» WHAT NEEDS TO BE DONE: Transcribe each record below character for character.

══ DATA EXCERPTS

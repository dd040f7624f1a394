//! Channel Message Cache
//!
//! Caches the most recent page of messages per channel as a single JSON
//! value. Writes to a channel delete the page; the next read repopulates
//! it from the store.

use async_trait::async_trait;
use redis::aio::ConnectionManager;
use redis::AsyncCommands;

use super::keys;
use crate::domain::Message;
use crate::shared::error::AppError;

/// Cache contract for per-channel recent-message pages.
///
/// Invalidation is delete-on-write: send, edit, and delete all drop the
/// page so readers never see a stale mix.
#[cfg_attr(test, mockall::automock)]
#[async_trait]
pub trait ChannelMessageCache: Send + Sync {
    /// The cached page for a channel, newest first. `None` on miss.
    async fn recent_page(&self, channel_id: i64) -> Result<Option<Vec<Message>>, AppError>;

    /// Store a freshly loaded page.
    async fn store_page(&self, channel_id: i64, messages: &[Message]) -> Result<(), AppError>;

    /// Drop the cached page for a channel.
    async fn invalidate(&self, channel_id: i64) -> Result<(), AppError>;
}

/// Redis-backed message cache.
#[derive(Clone)]
pub struct RedisMessageCache {
    redis: ConnectionManager,
    ttl: u64,
}

impl RedisMessageCache {
    pub fn new(redis: ConnectionManager, ttl: u64) -> Self {
        Self { redis, ttl }
    }
}

#[async_trait]
impl ChannelMessageCache for RedisMessageCache {
    async fn recent_page(&self, channel_id: i64) -> Result<Option<Vec<Message>>, AppError> {
        let key = keys::channel_messages(channel_id);

        let mut conn = self.redis.clone();
        let value: Option<String> = conn.get(&key).await?;

        match value {
            Some(json) => {
                let page = serde_json::from_str(&json)
                    .map_err(|e| AppError::Internal(format!("Deserialization error: {}", e)))?;
                Ok(Some(page))
            }
            None => Ok(None),
        }
    }

    async fn store_page(&self, channel_id: i64, messages: &[Message]) -> Result<(), AppError> {
        let key = keys::channel_messages(channel_id);
        let value = serde_json::to_string(messages)
            .map_err(|e| AppError::Internal(format!("Serialization error: {}", e)))?;

        let mut conn = self.redis.clone();
        conn.set_ex::<_, _, ()>(&key, value, self.ttl).await?;

        Ok(())
    }

    async fn invalidate(&self, channel_id: i64) -> Result<(), AppError> {
        let key = keys::channel_messages(channel_id);

        let mut conn = self.redis.clone();
        conn.del::<_, ()>(&key).await?;

        Ok(())
    }
}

════

» SOLUTION:
repository dd040f7624f1a394
//! Channel Message Cache
//!
//! Caches the most recent page of messages per channel as a single JSON
//! value. Writes to a channel delete the page; the next read repopulates
//! it from the store.

use async_trait::async_trait;
use redis::aio::ConnectionManager;
use redis::AsyncCommands;

use super::keys;
use crate::domain::Message;
use crate::shared::error::AppError;

/// Cache contract for per-channel recent-message pages.
///
/// Invalidation is delete-on-write: send, edit, and delete all drop the
/// page so readers never see a stale mix.
#[cfg_attr(test, mockall::automock)]
#[async_trait]
pub trait ChannelMessageCache: Send + Sync {
    /// The cached page for a channel, newest first. `None` on miss.
    async fn recent_page(&self, channel_id: i64) -> Result<Option<Vec<Message>>, AppError>;

    /// Store a freshly loaded page.
    async fn store_page(&self, channel_id: i64, messages: &[Message]) -> Result<(), AppError>;

    /// Drop the cached page for a channel.
    async fn invalidate(&self, channel_id: i64) -> Result<(), AppError>;
}

/// Redis-backed message cache.
#[derive(Clone)]
pub struct RedisMessageCache {
    redis: ConnectionManager,
    ttl: u64,
}

impl RedisMessageCache {
    pub fn new(redis: ConnectionManager, ttl: u64) -> Self {
        Self { redis, ttl }
    }
}

#[async_trait]
impl ChannelMessageCache for RedisMessageCache {
    async fn recent_page(&self, channel_id: i64) -> Result<Option<Vec<Message>>, AppError> {
        let key = keys::channel_messages(channel_id);

        let mut conn = self.redis.clone();
        let value: Option<String> = conn.get(&key).await?;

        match value {
            Some(json) => {
                let page = serde_json::from_str(&json)
                    .map_err(|e| AppError::Internal(format!("Deserialization error: {}", e)))?;
                Ok(Some(page))
            }
            None => Ok(None),
        }
    }

    async fn store_page(&self, channel_id: i64, messages: &[Message]) -> Result<(), AppError> {
        let key = keys::channel_messages(channel_id);
        let value = serde_json::to_string(messages)
            .map_err(|e| AppError::Internal(format!("Serialization error: {}", e)))?;

        let mut conn = self.redis.clone();
        conn.set_ex::<_, _, ()>(&key, value, self.ttl).await?;

        Ok(())
    }

    async fn invalidate(&self, channel_id: i64) -> Result<(), AppError> {
        let key = keys::channel_messages(channel_id);

        let mut conn = self.redis.clone();
        conn.del::<_, ()>(&key).await?;

        Ok(())
    }
}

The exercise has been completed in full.